The late Professor Jerzy Neyman had astronomers look at photographs
which they had previously looked at and get different results. The
same was with physicians looking at X-rays. Not all the time, but
often enough to discontinue chest surveys, as the damage done from
false positives exceeded the benefits. And of course, different
people looking at the same thing see differently.
Read More:
http://www.scientificamerican.com/article.cfm?id=demand-better-health-care-book
"Half of what physicians do is wrong," or "Less than 20 percent of
what physicians do has solid research to support it."...It would be
political suicide for our public leaders to admit these truths...Most
Americans wouldn't believe them anyway...
==================
It all is true, but the review ignores the fact that hormone replacment
therapy for women was the sign of "quality" medical care a few years ago,
until it was shown to double breast cancer rates. The brief discussion
of
prostate cancer treatments is way off, since in the USA the treatments
given
actually increase deaths 10 years out, although the increase was not
"statistically significant." However, it is correct that the public will
not stand for or believe a large amount of what is in the book.
Science does not advance by data leading to theories. Data can only
decide between the theories which the investigator has in mind. In
many cases, it can cause the investigator to go back and rethink his
theories, but there is always subjectivity.
You are not into philosophy. Read "Modern Science and Modern Man" for a
more complete discussion. But you may be misled because when you have a
large data set, what emerges usually does not conform to theory. In fact,
theory obscures the facts. That is what happened to the HRT studies.
Self-selection, for example, obsured what was going on.
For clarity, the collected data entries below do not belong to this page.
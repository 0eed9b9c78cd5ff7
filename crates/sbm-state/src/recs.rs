use serde::{Deserialize, Serialize};

use sbm_core::numeric::lgamma;

/// Sampling model assumed for one edge covariate.
#[derive(Debug, Clone, Copy, PartialEq, Eq, Serialize, Deserialize)]
#[serde(rename_all = "snake_case")]
pub enum RecType {
    /// Positive weights with an exponential likelihood and conjugate gamma
    /// prior.
    RealExponential,
    /// Signed weights with a normal likelihood and conjugate
    /// normal-inverse-gamma prior.
    RealNormal,
}

/// Hyperparameters for one covariate's prior.
#[derive(Debug, Clone, Copy, PartialEq, Serialize, Deserialize)]
pub struct RecParams {
    /// Shape of the gamma / inverse-gamma component.
    pub alpha: f64,
    /// Rate of the gamma / inverse-gamma component.
    pub beta: f64,
    /// Prior mean of the normal component.
    pub m0: f64,
    /// Prior precision scale of the normal component.
    pub k0: f64,
}

impl Default for RecParams {
    fn default() -> Self {
        Self {
            alpha: 1.0,
            beta: 1.0,
            m0: 0.0,
            k0: 1.0,
        }
    }
}

/// Description-length contribution of one block-pair covariate class,
/// summarised by `(count, sum, sum of squares)`.
///
/// Returns `-ln P(x_1..x_N)` under the conjugate marginal; zero for empty
/// classes so that vanished block pairs drop out cleanly.
pub fn rec_term(ty: RecType, params: &RecParams, count: f64, x: f64, x2: f64) -> f64 {
    if count <= 0.0 {
        return 0.0;
    }
    match ty {
        RecType::RealExponential => {
            let alpha = params.alpha;
            let beta = params.beta;
            -(lgamma(count + alpha) - lgamma(alpha) + alpha * beta.ln()
                - (count + alpha) * (x + beta).ln())
        }
        RecType::RealNormal => {
            let RecParams { alpha, beta, m0, k0 } = *params;
            let kn = k0 + count;
            let an = alpha + count / 2.0;
            let mean = x / count;
            let ss = (x2 - x * mean).max(0.0);
            let bn = beta + 0.5 * ss + (k0 * count * (mean - m0) * (mean - m0)) / (2.0 * kn);
            -(lgamma(an) - lgamma(alpha) + alpha * beta.ln() - an * bn.ln()
                + 0.5 * (k0.ln() - kn.ln())
                - (count / 2.0) * (2.0 * std::f64::consts::PI).ln())
        }
    }
}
To some extent, I was forced into philosophy be the consideration of
the foundations of statistics, which is rational behavior under
uncertainty of the state of nature. Consideration of what this
implies forces an approach, and imposes restrictions on self-consistent
behavior of the individual. Unfortunately, it also precludes the
existent of self-consistent behavior of society based on that of its
members; we are stuck with this paradox.
A problem which necessarily occurs is that physicians each have their
prejudices, the "organized medical profession" is loaded with prejudices,
the payer must necessarily be trying to reduce costs, and the patient,
who is the only one who really counts, has his own utility and beliefs.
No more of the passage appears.